Where to now? Well, the place I had my heart set on in May is looking like a prime destination this time of year… Maroon Bells Wilderness in Colorado. When I was planning my hike in May, I really wanted to go here, but there is just too much snow still at that time of the year and I was told that mid June or later is best. I ultimately ended up in the Gila Wilderness of New Mexico as it was one of the highest elevations I could find that was not still snowed in. Now, late July/early August is looking like the perfect time to go to Maroon Bells!

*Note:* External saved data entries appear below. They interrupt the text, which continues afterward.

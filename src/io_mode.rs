//! I/O classes, sampling modes and trigger edges.
//!
//! [`IoMode`] is the role a physical channel is bound to. Its declaration
//! order doubles as the sample-clock priority: a lower ordinal always wins
//! the shared clock source (see [`crate::clock`]).

use std::fmt;

use serde::{Deserialize, Serialize};

/// Role assigned to a physical channel.
///
/// Variants are declared in clock-source priority order, highest first.
#[derive(Debug, Clone, Copy, PartialEq, Eq, Hash, PartialOrd, Ord, Serialize, Deserialize)]
#[serde(rename_all = "snake_case")]
#[repr(u8)]
pub enum IoMode {
    /// Analog voltage input
    AnalogIn = 0,
    /// Analog voltage output
    AnalogOut = 1,
    /// Digital port input
    DigitalIn = 2,
    /// Digital port output
    DigitalOut = 3,
    /// Counter input decoding an angular encoder
    CounterAngleIn = 4,
    /// Counter output generating ticks
    CounterTickOut = 5,
}

impl IoMode {
    /// Number of I/O classes.
    pub const COUNT: usize = 6;

    /// All I/O classes in priority order.
    pub const ALL: [IoMode; Self::COUNT] = [
        IoMode::AnalogIn,
        IoMode::AnalogOut,
        IoMode::DigitalIn,
        IoMode::DigitalOut,
        IoMode::CounterAngleIn,
        IoMode::CounterTickOut,
    ];

    /// Clock priority ordinal. Lower is stronger.
    pub fn priority(self) -> u8 {
        self as u8
    }

    /// Dense index for per-class tables.
    pub fn index(self) -> usize {
        self as usize
    }

    /// Whether each bound pin of this class gets its own dedicated task.
    pub fn is_counter(self) -> bool {
        matches!(self, Self::CounterAngleIn | Self::CounterTickOut)
    }

    /// Digital tasks are on-demand only and never receive sample-clock timing.
    pub fn is_on_demand(self) -> bool {
        matches!(self, Self::DigitalIn | Self::DigitalOut)
    }

    /// Physical channel kind used when naming a channel, e.g. `ai` in `Dev1/ai0`.
    pub fn channel_kind(self) -> &'static str {
        match self {
            Self::AnalogIn => "ai",
            Self::AnalogOut => "ao",
            Self::DigitalIn | Self::DigitalOut => "port",
            Self::CounterAngleIn | Self::CounterTickOut => "ctr",
        }
    }

    /// Terminal subsystem used in sample clock names, e.g. `ai` in `Dev1/ai/SampleClock`.
    pub fn clock_subsystem(self) -> &'static str {
        match self {
            Self::AnalogIn => "ai",
            Self::AnalogOut => "ao",
            Self::DigitalIn => "di",
            Self::DigitalOut => "do",
            Self::CounterAngleIn => "ci",
            Self::CounterTickOut => "co",
        }
    }

    /// Short column label used in the device table.
    pub fn short_name(self) -> &'static str {
        match self {
            Self::AnalogIn => "AI",
            Self::AnalogOut => "AO",
            Self::DigitalIn => "DI",
            Self::DigitalOut => "DO",
            Self::CounterAngleIn => "CIN",
            Self::CounterTickOut => "COUT",
        }
    }
}

impl fmt::Display for IoMode {
    fn fmt(&self, f: &mut fmt::Formatter<'_>) -> fmt::Result {
        match self {
            Self::AnalogIn => write!(f, "Analog In"),
            Self::AnalogOut => write!(f, "Analog Out"),
            Self::DigitalIn => write!(f, "Digital In"),
            Self::DigitalOut => write!(f, "Digital Out"),
            Self::CounterAngleIn => write!(f, "Counter Angle In"),
            Self::CounterTickOut => write!(f, "Counter Tick Out"),
        }
    }
}

/// Sample timing mode applied to every timed task.
#[derive(Debug, Clone, Copy, PartialEq, Eq, Default, Serialize, Deserialize)]
#[serde(rename_all = "snake_case")]
pub enum SamplingMode {
    /// Acquire a finite number of samples
    Finite,
    /// Hardware-timed single point: each sample paced by `sync_sampling`
    #[default]
    HwClocked,
    /// Continuously acquire samples
    Continuous,
    /// Acquire samples on demand
    OnDemand,
}

impl SamplingMode {
    /// Vendor constant for this mode.
    pub fn raw(self) -> i32 {
        match self {
            Self::Finite => 10178,
            Self::HwClocked => 12522,
            Self::Continuous => 10123,
            Self::OnDemand => 10390,
        }
    }
}

impl fmt::Display for SamplingMode {
    fn fmt(&self, f: &mut fmt::Formatter<'_>) -> fmt::Result {
        match self {
            Self::Finite => write!(f, "Finite"),
            Self::HwClocked => write!(f, "Hardware Timed"),
            Self::Continuous => write!(f, "Continuous"),
            Self::OnDemand => write!(f, "On Demand"),
        }
    }
}

/// Active clock edge.
#[derive(Debug, Clone, Copy, PartialEq, Eq, Default, Serialize, Deserialize)]
#[serde(rename_all = "snake_case")]
pub enum TriggerEdge {
    /// Sample on rising edge
    #[default]
    Rising,
    /// Sample on falling edge
    Falling,
}

impl TriggerEdge {
    /// Vendor constant for this edge.
    pub fn raw(self) -> i32 {
        match self {
            Self::Rising => 10280,
            Self::Falling => 10171,
        }
    }
}

#[cfg(test)]
mod tests {
    use super::*;

    #[test]
    fn test_priority_follows_declaration_order() {
        let priorities: Vec<u8> = IoMode::ALL.iter().map(|m| m.priority()).collect();
        assert_eq!(priorities, vec![0, 1, 2, 3, 4, 5]);
        assert!(IoMode::AnalogIn < IoMode::AnalogOut);
        assert!(IoMode::DigitalOut < IoMode::CounterAngleIn);
    }

    #[test]
    fn test_channel_kinds() {
        assert_eq!(IoMode::AnalogIn.channel_kind(), "ai");
        assert_eq!(IoMode::DigitalOut.channel_kind(), "port");
        assert_eq!(IoMode::CounterAngleIn.channel_kind(), "ctr");
        assert!(IoMode::CounterTickOut.is_counter());
        assert!(!IoMode::AnalogOut.is_counter());
        assert!(IoMode::DigitalOut.is_on_demand());
    }

    #[test]
    fn test_sampling_mode_display() {
        assert_eq!(SamplingMode::Finite.to_string(), "Finite");
        assert_eq!(SamplingMode::HwClocked.to_string(), "Hardware Timed");
        assert_eq!(SamplingMode::OnDemand.to_string(), "On Demand");
        assert_eq!(SamplingMode::default(), SamplingMode::HwClocked);
    }
}
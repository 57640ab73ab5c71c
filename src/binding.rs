//! Pin binding and task allocation.
//!
//! `set_pin_mode` turns a (device, class, pin) request into a provider
//! channel. Analog-in, analog-out and digital-out pins of every device share
//! one task per class; each counter pin gets its own task. Binding the same
//! pin twice reuses the first binding.
//!
//! After every bind the shared clock is offered to the pin's class. A task
//! whose bind took over the clock moves to the front of the registry so that
//! the primary (clock-owning) task is always first.

use tracing::{debug, info};

use crate::catalog::Pin;
use crate::error::{QuickDaqError, Result};
use crate::io_mode::IoMode;
use crate::provider::{ChannelSpec, HardwareProvider};
use crate::session::{Session, Status};
use crate::task::{Task, TaskId};

impl<P: HardwareProvider> Session<P> {
    /// Bind physical channel `pin` of `device` as `io_mode`.
    ///
    /// Only legal while `Initialized`; otherwise a logged no-op. An unknown
    /// device or out-of-range pin takes the fatal [`QuickDaqError::InvalidIo`]
    /// path, and digital-in / counter-out requests the fatal
    /// [`QuickDaqError::Unsupported`] path.
    pub fn set_pin_mode(&mut self, device: u32, io_mode: IoMode, pin: u32) -> Result<()> {
        if self.status != Status::Initialized {
            debug!(status = %self.status, device, %io_mode, pin, "Ignoring pin mode request");
            return Ok(());
        }
        if matches!(io_mode, IoMode::DigitalIn | IoMode::CounterTickOut) {
            return Err(self.fatal(QuickDaqError::Unsupported { io_mode }));
        }

        let lookup = self.catalog.as_ref().and_then(|catalog| {
            let dev = catalog.device(device)?;
            let existing = dev.pin(io_mode, pin)?.task();
            Some((
                dev.name().to_string(),
                dev.physical_channel(io_mode, pin),
                existing,
            ))
        });
        let Some((device_name, physical, existing)) = lookup else {
            return Err(self.fatal(QuickDaqError::InvalidIo {
                device,
                io_mode,
                pin,
            }));
        };

        let task_id = match existing {
            Some(task_id) => {
                debug!(device, %io_mode, pin, "Pin already bound");
                task_id
            }
            None => self.bind_new_pin(device, io_mode, pin, physical)?,
        };

        if self.clock.resolve(device, &device_name, io_mode) {
            self.registry.push_front(task_id);
        } else {
            self.registry.push_back(task_id);
        }
        info!(device, %io_mode, pin, clock = %self.clock, "Set pin mode");
        Ok(())
    }

    fn bind_new_pin(
        &mut self,
        device: u32,
        io_mode: IoMode,
        pin: u32,
        physical: String,
    ) -> Result<TaskId> {
        let task_id = match self.tasks.singleton(io_mode) {
            Some(task_id) if !io_mode.is_counter() => task_id,
            _ => {
                let created = self.provider.create_task();
                let handle = self.check(created)?;
                debug!(task = handle.0, %io_mode, "Created task");
                self.tasks.insert(Task::new(handle, io_mode))
            }
        };

        let spec = self.channel_spec(io_mode, physical);
        let handle = self.tasks[task_id].handle();
        let created = self.provider.create_channel(handle, &spec);
        self.check(created)?;

        let offset = self.tasks[task_id].add_pin();
        if let Some(slot) = self
            .catalog
            .as_mut()
            .and_then(|catalog| catalog.device_mut(device))
            .and_then(|dev| dev.pin_mut(io_mode, pin))
        {
            slot.bind(task_id, offset);
        }
        debug!(device, %io_mode, pin, offset, channel = %spec.physical(), "Created channel");
        Ok(task_id)
    }

    fn channel_spec(&self, io_mode: IoMode, physical: String) -> ChannelSpec {
        let config = &self.config;
        match io_mode {
            IoMode::AnalogIn => ChannelSpec::AnalogInVoltage {
                physical,
                terminal_config: config.analog_in.terminal_config,
                min: config.analog_in.min,
                max: config.analog_in.max,
            },
            IoMode::AnalogOut => ChannelSpec::AnalogOutVoltage {
                physical,
                min: config.analog_out.min,
                max: config.analog_out.max,
            },
            IoMode::DigitalIn | IoMode::DigitalOut => ChannelSpec::DigitalOut {
                lines: physical,
                grouping: config.digital.line_grouping,
            },
            IoMode::CounterAngleIn | IoMode::CounterTickOut => ChannelSpec::CounterAngleEncoder {
                physical,
                decoding: config.counter.decoding,
                z_index_enabled: config.counter.z_index_enabled,
                z_index_value: config.counter.z_index_value,
                z_index_phase: config.counter.z_index_phase,
                units: config.counter.units,
                pulses_per_revolution: config.counter.pulses_per_revolution,
                initial_angle: config.counter.initial_angle,
            },
        }
    }

    /// Binding record of a pin, if the session is initialized and the pin exists.
    pub fn pin(&self, device: u32, io_mode: IoMode, pin: u32) -> Option<&Pin> {
        self.catalog.as_ref()?.device(device)?.pin(io_mode, pin)
    }
}
//! # quickDAQ
//!
//! An Arduino-style `pin_mode` / read / write layer over multi-channel data
//! acquisition devices. Callers bind physical channels to roles, pick a
//! sample rate and then move samples with one call per class, while the
//! library creates the underlying tasks, routes one shared sample clock
//! through all of them and keeps their buffers.
//!
//! ## Crate Structure
//!
//! - **`session`**: The owning [`Session`] object and its [`Status`] machine.
//! - **`lifecycle`**: `initialize`, `configure_sampling`, `start`, `stop`, `terminate`.
//! - **`binding`**: `set_pin_mode`, task allocation and the pin-to-buffer mapping.
//! - **`dispatch`**: Bulk transfers, single-pin accessors and `sync_sampling`.
//! - **`catalog`**: Enumerated devices and their pin descriptors.
//! - **`task`**: Tasks, task buffers and the ordered task registry.
//! - **`clock`**: Shared sample clock resolution by class priority.
//! - **`provider`**: The [`HardwareProvider`] seam and the in-memory
//!   [`SimulatedProvider`].
//! - **`config`**: Figment-backed [`DaqConfig`].
//! - **`logging`**: `tracing-subscriber` setup.
//! - **`error`**: [`QuickDaqError`] and the numeric [`ErrorCode`]s.
//!
//! ## Example
//!
//! ```
//! use quick_daq::{IoMode, Session, SimulatedDevice, SimulatedProvider, Status};
//!
//! # fn main() -> quick_daq::Result<()> {
//! let provider = SimulatedProvider::new(vec![SimulatedDevice::new("PXI1Slot2")
//!     .channels(IoMode::AnalogIn, 4)
//!     .channels(IoMode::AnalogOut, 4)
//!     .loopback(true)]);
//! let mut daq = Session::with_defaults(provider);
//!
//! daq.initialize()?;
//! daq.set_pin_mode(2, IoMode::AnalogIn, 0)?;
//! daq.set_pin_mode(2, IoMode::AnalogOut, 0)?;
//! daq.configure_sampling_from_config()?;
//! daq.start()?;
//!
//! daq.set_analog_out_pin(2, 0, 1.25)?;
//! daq.write_analog(2)?;
//! daq.read_analog(2)?;
//! assert_eq!(daq.get_analog_in_pin(2, 0)?, Some(1.25));
//!
//! daq.stop()?;
//! daq.terminate()?;
//! assert_eq!(daq.status(), Status::Nascent);
//! # Ok(())
//! # }
//! ```

pub mod binding;
pub mod catalog;
pub mod clock;
pub mod config;
pub mod dispatch;
pub mod error;
pub mod io_mode;
pub mod lifecycle;
pub mod logging;
pub mod provider;
pub mod session;
pub mod task;

pub use config::DaqConfig;
pub use error::{ErrorCode, QuickDaqError, Result};
pub use io_mode::{IoMode, SamplingMode, TriggerEdge};
pub use provider::{HardwareProvider, SimulatedDevice, SimulatedProvider};
pub use session::{Session, Status};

Snowmass Mountain reflection in Snowmass Lake – Photo by Jack Brauer

I have chosen the Four Pass Loop as it has outstanding reviews from those who have hiked it. Here you will find the most photographed mountains in Colorado, the Maroon Bells. The scenery is absolutely stunning from the pictures, which never do any justice once seen in person.

I plan on hiking the Four Pass Loop in a clockwise direction. Here’s the intended itinerary thus far:

Day 1 – Maroon Creek Rd. trailhead to camp on east side of West Maroon Creek around 10,800 ft (4-5 miles)
Day 2 – Camp to Fravert Basin (6-7 miles)
Day 3 – Fravert Basin to Snowmass Lake (7-8 miles)
Day 4 – Summit Snowmass Lake
Day 5 – Snowmass Lake to Crater Lake (6 miles)
Day 6 – Crater Lake to trailhead (2 miles)

Total miles hiked should be around 25-29 miles, not including the summit of Snowmass Mountain. Sure, this trip could be done in 2-3 days, but I am driving 1400+ miles to get here, so why blow past it all in such a short time? I want to hike a few miles a day and have the rest of the day to fish and relax at camp, and play with my new DSLR camera, a Sony Nex-5. Photography beyond “point and shoot” is something new to me, so it’s definitely a learning experience. I bought a bunch of filters for it and have been reading up on outdoor photography, so hopefully I can capture a few good shots.

I will be staying in the Denver area the night before at around 5400ft elevation. I live at 600ft elevation, so I hope one night here is enough acclimation time. The trailhead elevation is around 9500 ft elevation, and I plan on hiking to about 10,800ft our first day. I am hoping this is not too elevation gain in one day without being acclimated a night at 7,000ft or more. I know when I was in New Mexico in May (Gila Wilderness), I had absolutely no problems at 10,600ft after camping 2 nights at 6,800ft, but I am bringing my girlfriend on this trip though and I don’t know how she will react to the elevation.

Hiking the trail in a clockwise direction will also give us a few days at elevation to acclimate before attempting to summit Snowmass Mountain on day 4. Snowmass Mountain is the 32nd highest peak in Colorado at 14,098ft. It doesn’t sound impressive when referred to as the 32nd highest, but that’s just a testament to the abundance of 14’ers in Colorado, which has 53 peaks over 14,000ft! This will be my first 14er (or 11er, 12er, and 13er for that matter), so needless to say I am excited as hell for this trip. So excited that I am not even missing the idea of Isle Royale anymore! Of course I still want to go, but that will be a trip for another time in the future.

I am leaving in about 10 days, so expect a full trip report in a few weeks.